• **WHAT TO DO**:
Once the line with "Built with chained" is found in the data, output it and each following line exactly, up to and including the line with "a dictionary; after", and nothing before or after.

• **ENTRIES SHOWN**:
-- Opening Marker --
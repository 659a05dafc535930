//! Tag to field mapping used by the unpacker.

use super::wrapper::{ScalarWrapper, SequenceWrapper, TlvWrapper, VoidWrapper};
use crate::codec::{FirmwareEnum, Streamable};
use std::collections::BTreeMap;

/// Maps every tag a response may contain to the wrapper filling its field.
///
/// Built with chained calls over mutable borrows of the handler's fields:
///
/// ```ignore
/// TlvDictionary::new()
///     .scalar(FwConfigTag::FwVersion, &mut self.fw_version)
///     .sequence(FwConfigTag::LlPriorities, &mut self.ll_priorities)
///     .ignore(FwConfigTag::TraceLog)
/// ```
///
/// Every field is invalidated when it is registered.
#[derive(Default)]
pub struct TlvDictionary<'a> {
    entries: BTreeMap<u32, Box<dyn TlvWrapper + 'a>>,
}

/// Anything usable as a tag: raw numbers or firmware tag enumerations.
pub trait TlvTag {
    fn tag_value(self) -> u32;
}

impl TlvTag for u32 {
    fn tag_value(self) -> u32 {
        self
    }
}

impl<E: FirmwareEnum> TlvTag for E {
    fn tag_value(self) -> u32 {
        self.to_raw()
    }
}

impl<'a> TlvDictionary<'a> {
    pub fn new() -> Self {
        Self::default()
    }

    /// Register a wrapper; a later registration for the same tag wins
    pub fn insert(mut self, tag: u32, mut wrapper: Box<dyn TlvWrapper + 'a>) -> Self {
        wrapper.invalidate();
        self.entries.insert(tag, wrapper);
        self
    }

    pub fn scalar<T: Streamable + 'a>(self, tag: impl TlvTag, slot: &'a mut Option<T>) -> Self {
        self.insert(tag.tag_value(), Box::new(ScalarWrapper::new(slot)))
    }

    pub fn sequence<T: Streamable + 'a>(self, tag: impl TlvTag, slot: &'a mut Vec<T>) -> Self {
        self.insert(tag.tag_value(), Box::new(SequenceWrapper::new(slot)))
    }

    /// Accept `tag` but discard its value
    pub fn ignore(self, tag: impl TlvTag) -> Self {
        self.insert(tag.tag_value(), Box::new(VoidWrapper))
    }

    pub fn get_mut(&mut self, tag: u32) -> Option<&mut (dyn TlvWrapper + 'a)> {
        self.entries.get_mut(&tag).map(|wrapper| wrapper.as_mut())
    }

    pub fn contains(&self, tag: u32) -> bool {
        self.entries.contains_key(&tag)
    }

    pub fn tags(&self) -> impl Iterator<Item = u32> + '_ {
        self.entries.keys().copied()
    }

    pub fn len(&self) -> usize {
        self.entries.len()
    }

    pub fn is_empty(&self) -> bool {
        self.entries.is_empty()
    }

    pub fn invalidate_all(&mut self) {
        for wrapper in self.entries.values_mut() {
            wrapper.invalidate();
        }
    }
}

/// A response type decoded from a TLV list.
///
/// Implementors expose their shadow fields through a dictionary; after
/// unpacking, each field is either valid or reports "not received".
pub trait TlvResponseHandler {
    fn dictionary(&mut self) -> TlvDictionary<'_>;
}
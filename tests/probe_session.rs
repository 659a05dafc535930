//! Probe sessions end to end: service, prober, workers and a fake driver

mod common;

use common::builders::*;
use common::mock_helpers::{FakeDriverHandle, FakeFirmware, FakeProbeDriver};
use common::{contains_slice, test_timeout, wait_until};
use dsp_debug_agent::codec::{encode, ByteStreamWriter};
use dsp_debug_agent::config::ProbeSettings;
use dsp_debug_agent::firmware::{Packet, ProbePointId, ProbeType};
use dsp_debug_agent::handler::ModuleHandler;
use dsp_debug_agent::probe::driver::ChannelKind;
use dsp_debug_agent::probe::{
    ChannelId, ProbeConfig, ProbeId, ProbePurpose, ProbeService, ProbeState, ProbeWorkerEvent,
    Prober,
};

fn settings() -> ProbeSettings {
    ProbeSettings {
        queue_size_bytes: 4096,
        poll_interval_ms: 1,
    }
}

fn handler() -> ModuleHandler<FakeFirmware> {
    ModuleHandler::new(FakeFirmware::new(canonical_sample())).unwrap()
}

/// Reference output of the DMIC gain
fn extraction_point() -> ProbePointId {
    ProbePointId::new(GAIN as u32, 1, ProbeType::Output, 0).unwrap()
}

/// Input of the capture noise suppressor
fn injection_point() -> ProbePointId {
    ProbePointId::new(NS as u32, 2, ProbeType::Input, 0).unwrap()
}

fn configure<T: dsp_debug_agent::transport::Transport>(
    service: &ProbeService<'_, FakeProbeDriver, T>,
) {
    service
        .set_configuration(
            ProbeId(0),
            ProbeConfig::new(extraction_point(), ProbePurpose::Extract),
        )
        .unwrap();
    service
        .set_configuration(
            ProbeId(2),
            ProbeConfig::new(injection_point(), ProbePurpose::Inject),
        )
        .unwrap();
}

fn packet(data: &[u8]) -> Packet {
    Packet {
        probe_point_id: extraction_point(),
        format: 0,
        dsp_wall_clock_ts_hw: 0,
        dsp_wall_clock_ts_lw: 42,
        data: data.to_vec(),
    }
}

fn start_session(handler: &ModuleHandler<FakeFirmware>) -> (ProbeService<'_, FakeProbeDriver, FakeFirmware>, FakeDriverHandle) {
    let (driver, handle) = FakeProbeDriver::new(2, 2);
    let service = ProbeService::new(Prober::new(driver, &settings()), handler);
    configure(&service);
    service.set_state(true).unwrap();
    (service, handle)
}

#[test]
fn test_session_lifecycle() {
    let handler = handler();
    let (service, handle) = start_session(&handler);

    assert!(service.is_active().unwrap());
    assert_eq!(handle.state(), ProbeState::Active);
    {
        let log = handle.log.lock().unwrap();
        assert_eq!(
            log.transitions,
            vec![
                (ProbeState::Idle, ProbeState::Owned),
                (ProbeState::Owned, ProbeState::Allocated),
                (ProbeState::Allocated, ProbeState::Active),
            ]
        );
        // every channel is programmed, unused ones disabled
        assert_eq!(log.channel_writes.len(), 4);
        assert_eq!(log.channel_writes[0].0, ChannelKind::Extraction);
        assert_eq!(log.channel_writes[0].2.probe_point, extraction_point());
        assert!(!log.channel_writes[1].2.enabled);
        assert_eq!(log.channel_writes[2].1, ChannelId(0));
        assert_eq!(log.channel_writes[2].2.probe_point, injection_point());
    }

    service.set_state(false).unwrap();
    assert!(!service.is_active().unwrap());
    assert_eq!(handle.state(), ProbeState::Idle);
}

#[test]
fn test_extraction_reaches_consumer() {
    let handler = handler();
    let (service, handle) = start_session(&handler);

    // split across two chunks
    let bytes = encode(&packet(&[1, 2, 3, 4, 5, 6]));
    handle.stream.send(bytes[..7].to_vec()).unwrap();
    handle.stream.send(bytes[7..].to_vec()).unwrap();

    let mut expected = ByteStreamWriter::new();
    packet(&[1, 2, 3, 4, 5, 6]).write_compact(&mut expected);
    let block = service.prober().dequeue_extraction_block(ProbeId(0)).unwrap();
    assert_eq!(block, Some(expected.into_inner()));

    service.set_state(false).unwrap();
    assert_eq!(service.prober().dequeue_extraction_block(ProbeId(0)).unwrap(), None);
}

#[test]
fn test_injection_reaches_driver() {
    let handler = handler();
    let (service, handle) = start_session(&handler);

    // 16-bit mono: two bytes per sample
    let samples = [0x11, 0x22, 0x33, 0x44, 0x55, 0x66];
    assert!(service
        .prober()
        .enqueue_injection_block(ProbeId(2), &samples)
        .unwrap());

    assert!(wait_until(|| contains_slice(
        &handle.injected(ChannelId(0)),
        &samples
    )));
    service.set_state(false).unwrap();

    let injected = handle.injected(ChannelId(0));
    assert_eq!(injected.len() % 2, 0);
    // the prefill is silence
    assert_eq!(&injected[..8], &[0; 8]);
}

#[test]
fn test_failed_start_rolls_back() {
    let handler = handler();
    let (driver, handle) = FakeProbeDriver::new(2, 2);
    let service = ProbeService::new(
        Prober::new(driver.failing_on(ProbeState::Active), &settings()),
        &handler,
    );
    configure(&service);

    let err = service.set_state(true).unwrap_err();
    assert_eq!(err.to_string(), "Unable to set state to driver: cannot enter Active");
    assert_eq!(handle.state(), ProbeState::Idle);
    assert!(!service.is_active().unwrap());
}

#[test]
fn test_failed_allocation_rolls_back() {
    let handler = handler();
    let (driver, handle) = FakeProbeDriver::new(2, 2);
    let service = ProbeService::new(
        Prober::new(driver.failing_on(ProbeState::Allocated), &settings()),
        &handler,
    );
    configure(&service);

    let err = service.set_state(true).unwrap_err();
    assert_eq!(
        err.to_string(),
        "Unable to set state to driver: cannot enter Allocated"
    );
    assert_eq!(handle.state(), ProbeState::Idle);
    assert_eq!(
        handle.log.lock().unwrap().transitions,
        vec![
            (ProbeState::Idle, ProbeState::Owned),
            (ProbeState::Owned, ProbeState::Idle),
        ]
    );
    assert!(!service.is_active().unwrap());
}

#[test]
fn test_stream_end_is_reported() {
    let handler = handler();
    let (service, handle) = start_session(&handler);
    let events = service.prober().worker_events();

    let FakeDriverHandle { log, stream } = handle;
    drop(stream);

    assert_eq!(
        events.recv_timeout(test_timeout()).unwrap(),
        ProbeWorkerEvent::ExtractionFinished
    );
    // the driver stays active until told otherwise
    assert_eq!(log.lock().unwrap().state, ProbeState::Active);
}

#[test]
fn test_probe_on_missing_pin() {
    let handler = handler();
    let (driver, handle) = FakeProbeDriver::new(2, 2);
    let service = ProbeService::new(Prober::new(driver, &settings()), &handler);

    let point = ProbePointId::new(NS as u32, 2, ProbeType::Input, 3).unwrap();
    service
        .set_configuration(ProbeId(2), ProbeConfig::new(point, ProbePurpose::Inject))
        .unwrap();

    let err = service.set_state(true).unwrap_err();
    assert_eq!(err.to_string(), "Invalid pin index: 3 max: 1");
    assert!(handle.log.lock().unwrap().transitions.is_empty());
}
//! Bounded blocking queue shared by the probe workers and their clients
//!
//! The bound is a memory budget rather than an element count: each element
//! is weighed by the size function given at construction. A closed queue
//! refuses new elements but still hands out the ones it holds, so a
//! consumer drains everything before seeing the end.

use std::collections::VecDeque;
use std::sync::{Condvar, Mutex, MutexGuard};

struct Inner<T> {
    items: VecDeque<T>,
    memory_size: usize,
    open: bool,
}

pub struct BlockingQueue<T> {
    max_memory_size: usize,
    size_of: fn(&T) -> usize,
    inner: Mutex<Inner<T>>,
    not_empty: Condvar,
    not_full: Condvar,
}

impl BlockingQueue<Vec<u8>> {
    /// Queue of byte blocks weighed by their length
    pub fn for_blocks(max_memory_size: usize) -> Self {
        Self::new(max_memory_size, Vec::len)
    }
}

impl<T> BlockingQueue<T> {
    /// Create a closed queue
    pub fn new(max_memory_size: usize, size_of: fn(&T) -> usize) -> Self {
        Self {
            max_memory_size,
            size_of,
            inner: Mutex::new(Inner {
                items: VecDeque::new(),
                memory_size: 0,
                open: false,
            }),
            not_empty: Condvar::new(),
            not_full: Condvar::new(),
        }
    }

    fn lock(&self) -> MutexGuard<'_, Inner<T>> {
        self.inner
            .lock()
            .unwrap_or_else(|poisoned| poisoned.into_inner())
    }

    pub fn open(&self) {
        self.lock().open = true;
    }

    /// Refuse new elements and wake every waiting thread
    pub fn close(&self) {
        let mut inner = self.lock();
        if inner.open {
            inner.open = false;
            self.not_empty.notify_all();
            self.not_full.notify_all();
        }
    }

    /// Open the queue until the returned guard is dropped
    pub fn open_scoped(&self) -> QueueGuard<'_, T> {
        self.open();
        QueueGuard { queue: self }
    }

    pub fn is_open(&self) -> bool {
        self.lock().open
    }

    /// Add an element without blocking.
    ///
    /// Returns false when the queue is closed or the element does not fit in
    /// the remaining budget.
    pub fn try_push(&self, item: T) -> bool {
        let mut inner = self.lock();
        if !inner.open {
            return false;
        }
        let size = (self.size_of)(&item);
        if inner.memory_size + size > self.max_memory_size {
            return false;
        }
        self.push_locked(&mut inner, item, size);
        true
    }

    /// Add an element, waiting for room while the queue is open.
    ///
    /// Returns false once the queue is closed, or at once for an element
    /// larger than the whole budget.
    pub fn push(&self, item: T) -> bool {
        let size = (self.size_of)(&item);
        if size > self.max_memory_size {
            return false;
        }

        let mut inner = self.lock();
        while inner.open && inner.memory_size + size > self.max_memory_size {
            inner = self
                .not_full
                .wait(inner)
                .unwrap_or_else(|poisoned| poisoned.into_inner());
        }
        if !inner.open {
            return false;
        }
        self.push_locked(&mut inner, item, size);
        true
    }

    fn push_locked(&self, inner: &mut Inner<T>, item: T, size: usize) {
        inner.memory_size += size;
        inner.items.push_back(item);
        self.not_empty.notify_one();
    }

    /// Take the oldest element, waiting while the queue is empty and open.
    ///
    /// Returns `None` once the queue is closed and drained.
    pub fn pop(&self) -> Option<T> {
        let mut inner = self.lock();
        while inner.items.is_empty() && inner.open {
            inner = self
                .not_empty
                .wait(inner)
                .unwrap_or_else(|poisoned| poisoned.into_inner());
        }
        self.pop_locked(&mut inner)
    }

    pub fn try_pop(&self) -> Option<T> {
        let mut inner = self.lock();
        self.pop_locked(&mut inner)
    }

    fn pop_locked(&self, inner: &mut Inner<T>) -> Option<T> {
        let item = inner.items.pop_front()?;
        inner.memory_size -= (self.size_of)(&item);
        self.not_full.notify_all();
        Some(item)
    }

    /// Drop every element; the open state is unchanged
    pub fn clear(&self) {
        let mut inner = self.lock();
        inner.items.clear();
        inner.memory_size = 0;
        self.not_full.notify_all();
    }

    pub fn len(&self) -> usize {
        self.lock().items.len()
    }

    pub fn is_empty(&self) -> bool {
        self.lock().items.is_empty()
    }

    /// Sum of the sizes of the queued elements
    pub fn memory_size(&self) -> usize {
        self.lock().memory_size
    }

    pub fn max_memory_size(&self) -> usize {
        self.max_memory_size
    }
}

impl<T> Drop for BlockingQueue<T> {
    fn drop(&mut self) {
        self.close();
    }
}

/// Closes its queue when dropped
#[must_use = "the queue closes as soon as the guard is dropped"]
pub struct QueueGuard<'a, T> {
    queue: &'a BlockingQueue<T>,
}

impl<T> Drop for QueueGuard<'_, T> {
    fn drop(&mut self) {
        self.queue.close();
    }
}

#[cfg(test)]
mod tests {
    use super::*;
    use std::sync::Arc;
    use std::thread;
    use std::time::Duration;

    #[test]
    fn test_closed_queue_refuses_items() {
        let queue = BlockingQueue::for_blocks(16);
        assert!(!queue.try_push(vec![1]));
        assert!(!queue.push(vec![1]));
        assert_eq!(queue.pop(), None);
    }

    #[test]
    fn test_budget_is_enforced() {
        let queue = BlockingQueue::for_blocks(8);
        queue.open();

        assert!(queue.try_push(vec![0; 5]));
        assert!(!queue.try_push(vec![0; 4]));
        assert!(queue.try_push(vec![0; 3]));
        assert_eq!(queue.len(), 2);
        assert_eq!(queue.memory_size(), 8);

        assert_eq!(queue.try_pop(), Some(vec![0; 5]));
        assert_eq!(queue.memory_size(), 3);
    }

    #[test]
    fn test_oversized_item_is_rejected_at_once() {
        let queue = BlockingQueue::for_blocks(4);
        queue.open();
        assert!(!queue.push(vec![0; 5]));
    }

    #[test]
    fn test_close_drains_then_ends() {
        let queue = BlockingQueue::for_blocks(16);
        queue.open();
        queue.try_push(vec![1]);
        queue.try_push(vec![2]);
        queue.close();

        assert_eq!(queue.pop(), Some(vec![1]));
        assert_eq!(queue.pop(), Some(vec![2]));
        assert_eq!(queue.pop(), None);
    }

    #[test]
    fn test_push_blocks_until_room() {
        let queue = Arc::new(BlockingQueue::for_blocks(4));
        queue.open();
        assert!(queue.push(vec![0; 4]));

        let producer = {
            let queue = Arc::clone(&queue);
            thread::spawn(move || queue.push(vec![1; 2]))
        };

        thread::sleep(Duration::from_millis(50));
        assert_eq!(queue.len(), 1);
        assert_eq!(queue.pop(), Some(vec![0; 4]));

        assert!(producer.join().unwrap());
        assert_eq!(queue.pop(), Some(vec![1; 2]));
    }

    #[test]
    fn test_close_unblocks_push() {
        let queue = Arc::new(BlockingQueue::for_blocks(4));
        queue.open();
        assert!(queue.push(vec![0; 4]));

        let producer = {
            let queue = Arc::clone(&queue);
            thread::spawn(move || queue.push(vec![1]))
        };

        thread::sleep(Duration::from_millis(50));
        queue.close();
        assert!(!producer.join().unwrap());
    }

    #[test]
    fn test_close_unblocks_pop() {
        let queue: Arc<BlockingQueue<Vec<u8>>> = Arc::new(BlockingQueue::for_blocks(4));
        queue.open();

        let consumer = {
            let queue = Arc::clone(&queue);
            thread::spawn(move || queue.pop())
        };

        thread::sleep(Duration::from_millis(50));
        queue.close();
        assert_eq!(consumer.join().unwrap(), None);
    }

    #[test]
    fn test_scoped_open() {
        let queue = BlockingQueue::for_blocks(4);
        {
            let _guard = queue.open_scoped();
            assert!(queue.is_open());
            assert!(queue.try_push(vec![7]));
        }
        assert!(!queue.is_open());
        assert_eq!(queue.pop(), Some(vec![7]));
    }

    #[test]
    fn test_clear_frees_budget() {
        let queue = BlockingQueue::new(2, |_: &u32| 1);
        queue.open();
        assert!(queue.try_push(1));
        assert!(queue.try_push(2));
        assert!(!queue.try_push(3));
        queue.clear();
        assert!(queue.is_empty());
        assert!(queue.try_push(3));
    }
}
-- Closing Marker --
• **ANSWER TO THE EXERCISE**:
/// Built with chained calls over mutable borrows of the handler's fields:
///
/// ```ignore
/// TlvDictionary::new()
///     .scalar(FwConfigTag::FwVersion, &mut self.fw_version)
///     .sequence(FwConfigTag::LlPriorities, &mut self.ll_priorities)
///     .ignore(FwConfigTag::TraceLog)
/// ```
///
/// Every field is invalidated when it is registered.
#[derive(Default)]
pub struct TlvDictionary<'a> {
    entries: BTreeMap<u32, Box<dyn TlvWrapper + 'a>>,
}

/// Anything usable as a tag: raw numbers or firmware tag enumerations.
pub trait TlvTag {
    fn tag_value(self) -> u32;
}

impl TlvTag for u32 {
    fn tag_value(self) -> u32 {
        self
    }
}

impl<E: FirmwareEnum> TlvTag for E {
    fn tag_value(self) -> u32 {
        self.to_raw()
    }
}

impl<'a> TlvDictionary<'a> {
    pub fn new() -> Self {
        Self::default()
    }

    /// Register a wrapper; a later registration for the same tag wins
    pub fn insert(mut self, tag: u32, mut wrapper: Box<dyn TlvWrapper + 'a>) -> Self {
        wrapper.invalidate();
        self.entries.insert(tag, wrapper);
        self
    }

    pub fn scalar<T: Streamable + 'a>(self, tag: impl TlvTag, slot: &'a mut Option<T>) -> Self {
        self.insert(tag.tag_value(), Box::new(ScalarWrapper::new(slot)))
    }

    pub fn sequence<T: Streamable + 'a>(self, tag: impl TlvTag, slot: &'a mut Vec<T>) -> Self {
        self.insert(tag.tag_value(), Box::new(SequenceWrapper::new(slot)))
    }

    /// Accept `tag` but discard its value
    pub fn ignore(self, tag: impl TlvTag) -> Self {
        self.insert(tag.tag_value(), Box::new(VoidWrapper))
    }

    pub fn get_mut(&mut self, tag: u32) -> Option<&mut (dyn TlvWrapper + 'a)> {
        self.entries.get_mut(&tag).map(|wrapper| wrapper.as_mut())
    }

    pub fn contains(&self, tag: u32) -> bool {
        self.entries.contains_key(&tag)
    }

    pub fn tags(&self) -> impl Iterator<Item = u32> + '_ {
        self.entries.keys().copied()
    }

    pub fn len(&self) -> usize {
        self.entries.len()
    }

    pub fn is_empty(&self) -> bool {
        self.entries.is_empty()
    }

    pub fn invalidate_all(&mut self) {
        for wrapper in self.entries.values_mut() {
            wrapper.invalidate();
        }
    }
}

/// A response type decoded from a TLV list.
///
/// Implementors expose their shadow fields through a dictionary; after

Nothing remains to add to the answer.